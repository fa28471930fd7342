//! Random alias generation and custom alias checks.
//!
//! Aliases are drawn uniformly from `A-Z`, `a-z` and `0-9`. No uniqueness check
//! happens here; the storage layer rejects duplicates on insert.

use rand::distr::Alphanumeric;
use rand::rngs::StdRng;
use rand::{Rng, SeedableRng};
use thiserror::Error;

/// Alias length used by the save flow when none is configured.
pub const DEFAULT_ALIAS_LENGTH: usize = 8;

/// Longest alias, generated or caller-chosen.
pub const MAX_ALIAS_LENGTH: usize = 64;

/// Aliases that collide with fixed routes.
const RESERVED_ALIASES: &[&str] = &["url", "health"];

/// Failures while generating or checking an alias.
#[derive(Debug, Error)]
pub enum AliasError {
    /// The operating system entropy source could not be read.
    #[error("random source unavailable")]
    RandomSourceUnavailable(#[from] getrandom::Error),

    /// A zero-length alias was requested.
    #[error("alias length must be positive")]
    ZeroLength,

    /// A caller-chosen alias is longer than [`MAX_ALIAS_LENGTH`].
    #[error("alias must be at most {} characters", MAX_ALIAS_LENGTH)]
    TooLong,

    /// A caller-chosen alias contains characters outside `[A-Za-z0-9_-]`.
    #[error("alias may only contain letters, digits, '_' and '-'")]
    InvalidCharacters,

    /// A caller-chosen alias collides with a fixed route.
    #[error("alias '{0}' is reserved")]
    Reserved(String),
}

impl AliasError {
    /// Returns true if the caller supplied an unusable alias, as opposed to
    /// generation failing.
    pub fn is_rejected_input(&self) -> bool {
        matches!(
            self,
            AliasError::TooLong | AliasError::InvalidCharacters | AliasError::Reserved(_)
        )
    }
}

/// Generates a random alphanumeric alias of exactly `length` characters.
///
/// A fresh [`StdRng`] is seeded from the operating system for every call.
///
/// # Errors
///
/// Returns [`AliasError::RandomSourceUnavailable`] if the OS entropy source
/// fails and [`AliasError::ZeroLength`] if `length` is zero.
///
/// # Examples
///
/// ```ignore
/// let alias = generate_alias(8)?;
/// assert_eq!(alias.len(), 8);
/// assert!(alias.chars().all(|c| c.is_ascii_alphanumeric()));
/// ```
pub fn generate_alias(length: usize) -> Result<String, AliasError> {
    if length == 0 {
        return Err(AliasError::ZeroLength);
    }

    let mut seed = [0u8; 32];
    getrandom::fill(&mut seed)?;

    let alias = StdRng::from_seed(seed)
        .sample_iter(&Alphanumeric)
        .take(length)
        .map(char::from)
        .collect();

    Ok(alias)
}

/// Checks a caller-chosen alias before it is stored.
///
/// Only aliases that `GET /{alias}` can later resolve pass: at most
/// [`MAX_ALIAS_LENGTH`] characters of `[A-Za-z0-9_-]`, and not the name of a
/// fixed route.
///
/// # Errors
///
/// Returns [`AliasError::TooLong`], [`AliasError::InvalidCharacters`] or
/// [`AliasError::Reserved`].
pub fn validate_custom_alias(alias: &str) -> Result<(), AliasError> {
    if alias.len() > MAX_ALIAS_LENGTH {
        return Err(AliasError::TooLong);
    }

    if !alias
        .chars()
        .all(|c| c.is_ascii_alphanumeric() || c == '_' || c == '-')
    {
        return Err(AliasError::InvalidCharacters);
    }

    if RESERVED_ALIASES.contains(&alias) {
        return Err(AliasError::Reserved(alias.to_string()));
    }

    Ok(())
}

###

**TASK DIRECTIONS:**
Write out exactly the lines above from the line with "length must be" through the line with "caller-chosen alias contains", both of them included, and leave out all other lines.

**OUTPUT:**
    #[error("alias length must be positive")]
    ZeroLength,

    /// A caller-chosen alias is longer than [`MAX_ALIAS_LENGTH`].
    #[error("alias must be at most {} characters", MAX_ALIAS_LENGTH)]
    TooLong,

    /// A caller-chosen alias contains characters outside `[A-Za-z0-9_-]`.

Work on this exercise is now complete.